No se casó. «¿Quién aguantaría a una así?», cuchicheaban. Los años pasaban, la gente moría, nacían nuevos rostros, pero Lola parecía detenida en el tiempo. Ni siquiera las canas la tocaron —siempre llevaba un pañuelo, bajo el cual asomaban una quijada fuerte, una nariz aguileña y unas cejas espesas y negras como esculpidas en piedra.

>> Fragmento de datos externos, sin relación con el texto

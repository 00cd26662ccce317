//! Error types for the Apotek server application.
//!
//! Each domain gets its own `thiserror` enum (lookups, name conflicts, structural
//! invariants, media store, configuration), aggregated into [`Error`]. Every error maps
//! onto one [`ErrorKind`] of the public taxonomy, and implements `IntoResponse` so
//! controllers can return it directly.

pub mod config;
pub mod conflict;
pub mod invariant;
pub mod lookup;
pub mod media;

use axum::{
    http::StatusCode,
    response::{IntoResponse, Response},
    Json,
};
use thiserror::Error;

use crate::{
    model::api::ErrorDto,
    server::error::{
        config::ConfigError, conflict::ConflictError, invariant::InvariantError,
        lookup::LookupError, media::MediaError,
    },
};

/// Main error type for the Apotek server application.
///
/// This enum aggregates all domain-specific error types and external library errors into a
/// single unified error type. It uses `thiserror`'s `#[from]` attribute to enable automatic
/// conversion from underlying error types via the `?` operator. The `IntoResponse` implementation
/// maps errors to appropriate HTTP responses for API consumers.
///
/// # Error Categories
/// - Lookup errors (entity missing or soft-deleted)
/// - Conflict errors (name or slug already held by a live or deleted record)
/// - Invariant errors (operation would break main/thumbnail/stock rules)
/// - Media store errors (upload or removal failed)
/// - Configuration errors (missing/invalid environment variables)
/// - External library errors (database)
#[derive(Error, Debug)]
pub enum Error {
    /// Configuration error (missing or invalid environment variables).
    #[error(transparent)]
    ConfigError(#[from] ConfigError),
    /// Requested entity is missing or has been soft-deleted.
    #[error(transparent)]
    LookupError(#[from] LookupError),
    /// Name or slug is already taken.
    #[error(transparent)]
    ConflictError(#[from] ConflictError),
    /// Operation would violate a structural invariant.
    #[error(transparent)]
    InvariantError(#[from] InvariantError),
    /// Media store failure (upload, removal, unexpected response).
    #[error(transparent)]
    MediaError(#[from] MediaError),
    /// Parse error (failed to parse a value from a request body or multipart field).
    #[error("Failed to parse value: {0:?}")]
    ParseError(String),
    /// Internal error indicating a bug in Apotek's code.
    ///
    /// This error should never occur in normal operation and indicates a programming error.
    #[error("Internal error with Apotek's code, this indicates a bug: {0:?}")]
    InternalError(String),
    /// Database error (query failures, connection issues, constraint violations).
    #[error(transparent)]
    DbErr(#[from] sea_orm::DbErr),
}

/// Error taxonomy exposed to callers of the consistency engine.
#[derive(Debug, Clone, Copy, PartialEq, Eq)]
pub enum ErrorKind {
    /// Entity does not exist.
    NotFound,
    /// Entity exists but has been soft-deleted.
    Gone,
    /// Name or slug already used, by a live or a deleted record.
    Conflict,
    /// Request violates a structural invariant.
    InvalidOperation,
    /// Media store or persistence failure.
    UpstreamFailure,
}

impl Error {
    /// Classifies the error into the [`ErrorKind`] taxonomy.
    pub fn kind(&self) -> ErrorKind {
        match self {
            Self::LookupError(err) => err.kind(),
            Self::ConflictError(_) => ErrorKind::Conflict,
            Self::InvariantError(_) | Self::ParseError(_) => ErrorKind::InvalidOperation,
            Self::MediaError(_)
            | Self::DbErr(_)
            | Self::ConfigError(_)
            | Self::InternalError(_) => ErrorKind::UpstreamFailure,
        }
    }
}

/// Converts application errors into HTTP responses.
///
/// # Returns
/// - 400 Bad Request - Invariant violations and unparseable input
/// - 404 Not Found / 410 Gone - Missing or soft-deleted entities
/// - 409 Conflict / 422 Unprocessable Entity - Names held by live / deleted records
/// - 502 Bad Gateway - Media store failures
/// - 500 Internal Server Error - For all other errors (with error logging)
impl IntoResponse for Error {
    fn into_response(self) -> Response {
        match self {
            Self::ConfigError(err) => err.into_response(),
            Self::LookupError(err) => err.into_response(),
            Self::ConflictError(err) => err.into_response(),
            Self::InvariantError(err) => err.into_response(),
            Self::MediaError(err) => err.into_response(),
            Self::ParseError(reason) => {
                tracing::debug!(reason = %reason, "Rejected unparseable request");

                (
                    StatusCode::BAD_REQUEST,
                    Json(ErrorDto {
                        error: format!("Invalid request: {}", reason),
                    }),
                )
                    .into_response()
            }
            err => InternalServerError(err).into_response(),
        }
    }
}

/// Wrapper type for converting any displayable error into a 500 Internal Server Error response.
///
/// This struct logs the error message and returns a generic "Internal server error" message
/// to the client to avoid leaking implementation details. Used as a fallback for errors that
/// don't have specific HTTP response mappings.
pub struct InternalServerError<E>(pub E);

impl<E: std::fmt::Display> IntoResponse for InternalServerError<E> {
    fn into_response(self) -> Response {
        tracing::error!("{}", self.0);

        (
            StatusCode::INTERNAL_SERVER_ERROR,
            Json(ErrorDto {
                error: "Internal server error".to_string(),
            }),
        )
            .into_response()
    }
}

/// Builds a JSON error response with the error's display text as the message.
pub(crate) fn error_response(status: StatusCode, err: &impl std::fmt::Display) -> Response {
    (
        status,
        Json(ErrorDto {
            error: err.to_string(),
        }),
    )
        .into_response()
}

Una noche de invierno, en casa de los vecinos, los Méndez, estalló un incendio. Lola apareció sin decir palabra, con un gancho, y mientras llegaban los bomberos, ayudó a sofocar las llamas. Movía las vigas ardientes con tal destreza que luego reconstruyeron la casa casi con lo mismo —nada llegó a quemarse del todo. Los vecinos le dieron las gracias, pero ella solo gruñó y se marchó sin volverse.

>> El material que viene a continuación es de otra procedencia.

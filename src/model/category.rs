use chrono::NaiveDateTime;
use serde::{Deserialize, Serialize};

#[derive(Debug, Clone, Serialize, Deserialize)]
#[cfg_attr(feature = "server", derive(utoipa::ToSchema))]
pub struct CategoryDto {
    pub id: i32,
    pub name: String,
    pub description: String,
    pub created_at: NaiveDateTime,
}

#[derive(Debug, Clone, Serialize, Deserialize)]
#[cfg_attr(feature = "server", derive(utoipa::ToSchema))]
pub struct CategoryDetailsDto {
    pub category: CategoryDto,
    /// Live products linked to the category
    pub product_count: u64,
}

#[derive(Debug, Clone, Serialize, Deserialize)]
#[cfg_attr(feature = "server", derive(utoipa::ToSchema))]
pub struct CreateCategoryDto {
    pub name: String,
    #[serde(default)]
    pub description: String,
}

/// Field-by-field update of a category, `None` keeps the stored value
#[derive(Debug, Clone, Default, Serialize, Deserialize)]
#[cfg_attr(feature = "server", derive(utoipa::ToSchema))]
pub struct CategoryPatch {
    pub name: Option<String>,
    pub description: Option<String>,
}

#[derive(Debug, Clone, Serialize, Deserialize)]
#[cfg_attr(feature = "server", derive(utoipa::ToSchema))]
pub struct CategoryDeletedDto {
    pub id: i32,
    /// Product links removed together with the category
    pub unlinked_products: u64,
}
//! Tests for the pharmacy JSON endpoints.

use apotek::{
    model::api::VerifyNameDto,
    server::controller::pharmacy::{
        delete_pharmacy, get_dashboard_pharmacies, get_pharmacy, verify_pharmacy_name,
    },
};
use axum::{
    extract::{Path, State},
    http::StatusCode,
    response::IntoResponse,
    Json,
};

use super::*;

/// Tests deleting a branch pharmacy.
///
/// Expected: Ok with 200 OK response
#[tokio::test]
async fn deletes_branch_pharmacy() -> Result<(), TestError> {
    let test = test_setup_with_catalog_tables!()?;
    test.catalog().insert_pharmacy("Apotek Pusat", true).await?;
    let branch = test.catalog().insert_pharmacy("Apotek Cabang", false).await?;

    let result = delete_pharmacy(State(test.into_app_state()), Path(branch.id)).await;

    assert!(result.is_ok());
    let resp = result.unwrap().into_response();
    assert_eq!(resp.status(), StatusCode::OK);

    Ok(())
}

/// Tests deleting the main pharmacy.
///
/// Expected: Err with 400 BAD REQUEST response
#[tokio::test]
async fn rejects_main_pharmacy_delete() -> Result<(), TestError> {
    let test = test_setup_with_catalog_tables!()?;
    let main = test.catalog().insert_pharmacy("Apotek Pusat", true).await?;

    let result = delete_pharmacy(State(test.into_app_state()), Path(main.id)).await;

    assert!(result.is_err());
    let resp = result.err().unwrap().into_response();
    assert_eq!(resp.status(), StatusCode::BAD_REQUEST);

    Ok(())
}

/// Tests deleting a pharmacy that does not exist.
///
/// Expected: Err with 404 NOT FOUND response
#[tokio::test]
async fn missing_pharmacy_is_not_found() -> Result<(), TestError> {
    let test = test_setup_with_catalog_tables!()?;

    let result = delete_pharmacy(State(test.into_app_state()), Path(42)).await;

    assert!(result.is_err());
    let resp = result.err().unwrap().into_response();
    assert_eq!(resp.status(), StatusCode::NOT_FOUND);

    Ok(())
}

/// Tests deleting a pharmacy that is already soft-deleted.
///
/// Expected: Err with 410 GONE response
#[tokio::test]
async fn deleted_pharmacy_is_gone() -> Result<(), TestError> {
    let test = test_setup_with_catalog_tables!()?;
    let pharmacy = test.catalog().insert_deleted_pharmacy("Apotek Lama").await?;

    let result = delete_pharmacy(State(test.into_app_state()), Path(pharmacy.id)).await;

    assert!(result.is_err());
    let resp = result.err().unwrap().into_response();
    assert_eq!(resp.status(), StatusCode::GONE);

    Ok(())
}

/// Tests name verification for a taken name.
///
/// Expected: Ok with 200 OK response
#[tokio::test]
async fn verifies_taken_name() -> Result<(), TestError> {
    let test = test_setup_with_catalog_tables!()?;
    test.catalog().insert_pharmacy("Apotek Pusat", true).await?;

    let body = VerifyNameDto {
        name: "Apotek Pusat".to_string(),
        id: None,
    };
    let result = verify_pharmacy_name(State(test.into_app_state()), Json(body)).await;

    assert!(result.is_ok());
    let resp = result.unwrap().into_response();
    assert_eq!(resp.status(), StatusCode::OK);

    Ok(())
}

/// Tests fetching a soft-deleted pharmacy.
///
/// Expected: Err with 410 GONE response
#[tokio::test]
async fn get_deleted_pharmacy_is_gone() -> Result<(), TestError> {
    let test = test_setup_with_catalog_tables!()?;
    let pharmacy = test.catalog().insert_deleted_pharmacy("Apotek Lama").await?;

    let result = get_pharmacy(State(test.into_app_state()), Path(pharmacy.id)).await;

    assert!(result.is_err());
    let resp = result.err().unwrap().into_response();
    assert_eq!(resp.status(), StatusCode::GONE);

    Ok(())
}

/// Tests fetching the dashboard counts.
///
/// Expected: Ok with 200 OK response
#[tokio::test]
async fn returns_dashboard_counts() -> Result<(), TestError> {
    let test = test_setup_with_catalog_tables!()?;
    test.catalog().insert_pharmacy("Apotek Pusat", true).await?;

    let result = get_dashboard_pharmacies(State(test.into_app_state())).await;

    assert!(result.is_ok());
    let resp = result.unwrap().into_response();
    assert_eq!(resp.status(), StatusCode::OK);

    Ok(())
}
use sea_orm_migration::prelude::*;

/// Partial unique indexes backing the single main pharmacy, single main unit per
/// product and single thumbnail per product rules. PostgreSQL only.
#[derive(DeriveMigrationName)]
pub struct Migration;

static UP: &[&str] = &[
    "CREATE UNIQUE INDEX IF NOT EXISTS uniq_pharmacy_main \
     ON pharmacy (is_main) WHERE is_main AND deleted_at IS NULL",
    "CREATE UNIQUE INDEX IF NOT EXISTS uniq_unit_product_main \
     ON unit_product (product_id) WHERE is_main AND deleted_at IS NULL",
    "CREATE UNIQUE INDEX IF NOT EXISTS uniq_product_image_thumbnail \
     ON product_image (product_id) WHERE is_thumbnail",
];

static DOWN: &[&str] = &[
    "DROP INDEX IF EXISTS uniq_product_image_thumbnail",
    "DROP INDEX IF EXISTS uniq_unit_product_main",
    "DROP INDEX IF EXISTS uniq_pharmacy_main",
];

#[async_trait::async_trait]
impl MigrationTrait for Migration {
    async fn up(&self, manager: &SchemaManager) -> Result<(), DbErr> {
        let db = manager.get_connection();

        for stmt in UP {
            db.execute_unprepared(stmt).await?;
        }

        Ok(())
    }

    async fn down(&self, manager: &SchemaManager) -> Result<(), DbErr> {
        let db = manager.get_connection();

        for stmt in DOWN {
            db.execute_unprepared(stmt).await?;
        }

        Ok(())
    }
}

Cuando Lola murió, llegó al pueblo la directora del orfanato San Rafael, Beatriz Navarro, con tres cuidadoras y una docena de niños. Los vecinos, más por curiosidad que por dolor, invadieron su patio. Allí descubrieron un orden impecable: gallinero, jaulas de conejos, cuadra para las cabras —todo como en revistas extranjeras. Dentro de la casa, pulcra pero vacía. Una mesa, una silla, una cama de hierro con el somier hundido, un armario torcido con un plato rajado, una cuchara, un cuchillo y una taza sin asa. Junto a la ventana, un banco viejo, lustroso por el uso, y en la chimenea, ropa doblada con cuidado. Nada más.

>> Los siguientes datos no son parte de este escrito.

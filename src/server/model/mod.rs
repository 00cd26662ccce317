//! Server application models and type definitions.
//!
//! This module contains data models for the server application: the shared application
//! state handed to every HTTP handler, and database model type aliases together with
//! their conversions into the API's DTOs.

pub mod app;
pub mod db;
use chrono::NaiveDateTime;
use serde::{Deserialize, Serialize};

use crate::model::category::CategoryDto;

/// Indonesian drug classification
#[derive(Debug, Clone, Copy, PartialEq, Eq, Serialize, Deserialize)]
#[cfg_attr(feature = "server", derive(utoipa::ToSchema))]
#[serde(rename_all = "SCREAMING_SNAKE_CASE")]
pub enum GolonganDto {
    ObatBebas,
    ObatBebasTerbatas,
    ObatKeras,
}

#[derive(Debug, Clone, Copy, PartialEq, Eq, Serialize, Deserialize)]
#[cfg_attr(feature = "server", derive(utoipa::ToSchema))]
#[serde(rename_all = "SCREAMING_SNAKE_CASE")]
pub enum AcquisitionDto {
    Generik,
    NonGenerik,
    Herbal,
}

#[derive(Debug, Clone, Serialize, Deserialize)]
#[cfg_attr(feature = "server", derive(utoipa::ToSchema))]
pub struct ProductDto {
    pub id: i32,
    pub name: String,
    pub name_mims: String,
    pub slug: String,
    pub golongan: GolonganDto,
    pub acquisition: AcquisitionDto,
    pub nomor_edar: String,
    pub needs_prescription: bool,
    pub description: String,
    pub composition: String,
    pub dose: String,
    pub side_effects: String,
    pub indication: String,
    pub brand: Option<String>,
    pub published: bool,
    pub category_ids: Vec<i32>,
    pub created_at: NaiveDateTime,
    pub updated_at: NaiveDateTime,
}

#[derive(Debug, Clone, Serialize, Deserialize)]
#[cfg_attr(feature = "server", derive(utoipa::ToSchema))]
pub struct CreateProductDto {
    pub name: String,
    pub name_mims: String,
    pub golongan: GolonganDto,
    pub acquisition: AcquisitionDto,
    pub nomor_edar: String,
    #[serde(default)]
    pub needs_prescription: bool,
    pub description: String,
    pub composition: String,
    pub dose: String,
    pub side_effects: String,
    pub indication: String,
    pub brand: Option<String>,
    #[serde(default)]
    pub category_ids: Vec<i32>,
}

/// Field-by-field update of a product, `None` keeps the stored value
///
/// A new `name` regenerates the slug. `category_ids`, when given, replaces the
/// product's categories.
#[derive(Debug, Clone, Default, Serialize, Deserialize)]
#[cfg_attr(feature = "server", derive(utoipa::ToSchema))]
pub struct ProductPatch {
    pub name: Option<String>,
    pub name_mims: Option<String>,
    pub golongan: Option<GolonganDto>,
    pub acquisition: Option<AcquisitionDto>,
    pub nomor_edar: Option<String>,
    pub needs_prescription: Option<bool>,
    pub description: Option<String>,
    pub composition: Option<String>,
    pub dose: Option<String>,
    pub side_effects: Option<String>,
    pub indication: Option<String>,
    pub brand: Option<String>,
    pub category_ids: Option<Vec<i32>>,
}

#[derive(Debug, Clone, Serialize, Deserialize)]
#[cfg_attr(feature = "server", derive(utoipa::ToSchema))]
pub struct PublishedProductDto {
    pub product: ProductDto,
    /// Stock rows created for pharmacies that did not carry the product yet
    pub stock_rows_created: u64,
}

#[derive(Debug, Clone, Serialize, Deserialize)]
#[cfg_attr(feature = "server", derive(utoipa::ToSchema))]
pub struct ProductDeletedDto {
    pub id: i32,
    pub soft_deleted: bool,
    pub canceled_orders: u64,
}

#[derive(Debug, Clone, Serialize, Deserialize)]
#[cfg_attr(feature = "server", derive(utoipa::ToSchema))]
pub struct UnitDto {
    pub id: i32,
    pub product_id: i32,
    pub name: String,
    pub is_main: bool,
    pub ratio_to_main: f64,
    pub weight: f64,
    pub price: i64,
}

#[derive(Debug, Clone, Serialize, Deserialize)]
#[cfg_attr(feature = "server", derive(utoipa::ToSchema))]
pub struct CreateUnitDto {
    pub name: String,
    #[serde(default)]
    pub is_main: bool,
    pub weight: f64,
    pub price: i64,
    pub ratio_to_main: f64,
}

/// Field-by-field update of a unit, `None` keeps the stored value
///
/// `is_main: Some(true)` promotes the unit and forces its ratio to 1.
#[derive(Debug, Clone, Default, Serialize, Deserialize)]
#[cfg_attr(feature = "server", derive(utoipa::ToSchema))]
pub struct UnitPatch {
    pub name: Option<String>,
    pub is_main: Option<bool>,
    pub weight: Option<f64>,
    pub price: Option<i64>,
    pub ratio_to_main: Option<f64>,
}

#[derive(Debug, Clone, Serialize, Deserialize)]
#[cfg_attr(feature = "server", derive(utoipa::ToSchema))]
pub struct UnitDeletedDto {
    pub id: i32,
    pub soft_deleted: bool,
    pub canceled_orders: u64,
}

#[derive(Debug, Clone, Serialize, Deserialize)]
#[cfg_attr(feature = "server", derive(utoipa::ToSchema))]
pub struct ProductImageDto {
    pub id: i32,
    pub product_id: i32,
    pub image_url: String,
    pub is_thumbnail: bool,
}

/// A live, published product with everything its detail page shows
///
/// Images list the thumbnail first and units list the main unit first.
#[derive(Debug, Clone, Serialize, Deserialize)]
#[cfg_attr(feature = "server", derive(utoipa::ToSchema))]
pub struct ProductDetailsDto {
    pub product: ProductDto,
    pub images: Vec<ProductImageDto>,
    pub units: Vec<UnitDto>,
    pub categories: Vec<CategoryDto>,
}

Sobre la mesa había un sobre, con una letra firme: «A Beatriz Navarro, de Lola Fernández García». La directora lo abrió y leyó una hoja arrancada de un cuaderno. Más tarde contó: durante veinte años, Lola había enviado cada mes dinero al orfanato —cantidades generosas, una ayuda vital. En la nota decía: «La casa, la granja y todo lo que poseo lo dejo al orfanato San Rafael. Los niños no tienen culpa de nada».
Los vecinos callaron, mirando la casa vacía. Alguien recordó cómo Lola, aún joven, se sentaba junto al río, mirando el agua como si esperara a alguien. Otro susurró que quizás su padre no desapareció, sino que huyó, abandonándola. Y ella, con el corazón cerrado, cargó con ese peso toda la vida. Hasta que a los niños, ajenos e inocentes, les dio todo lo que tenía.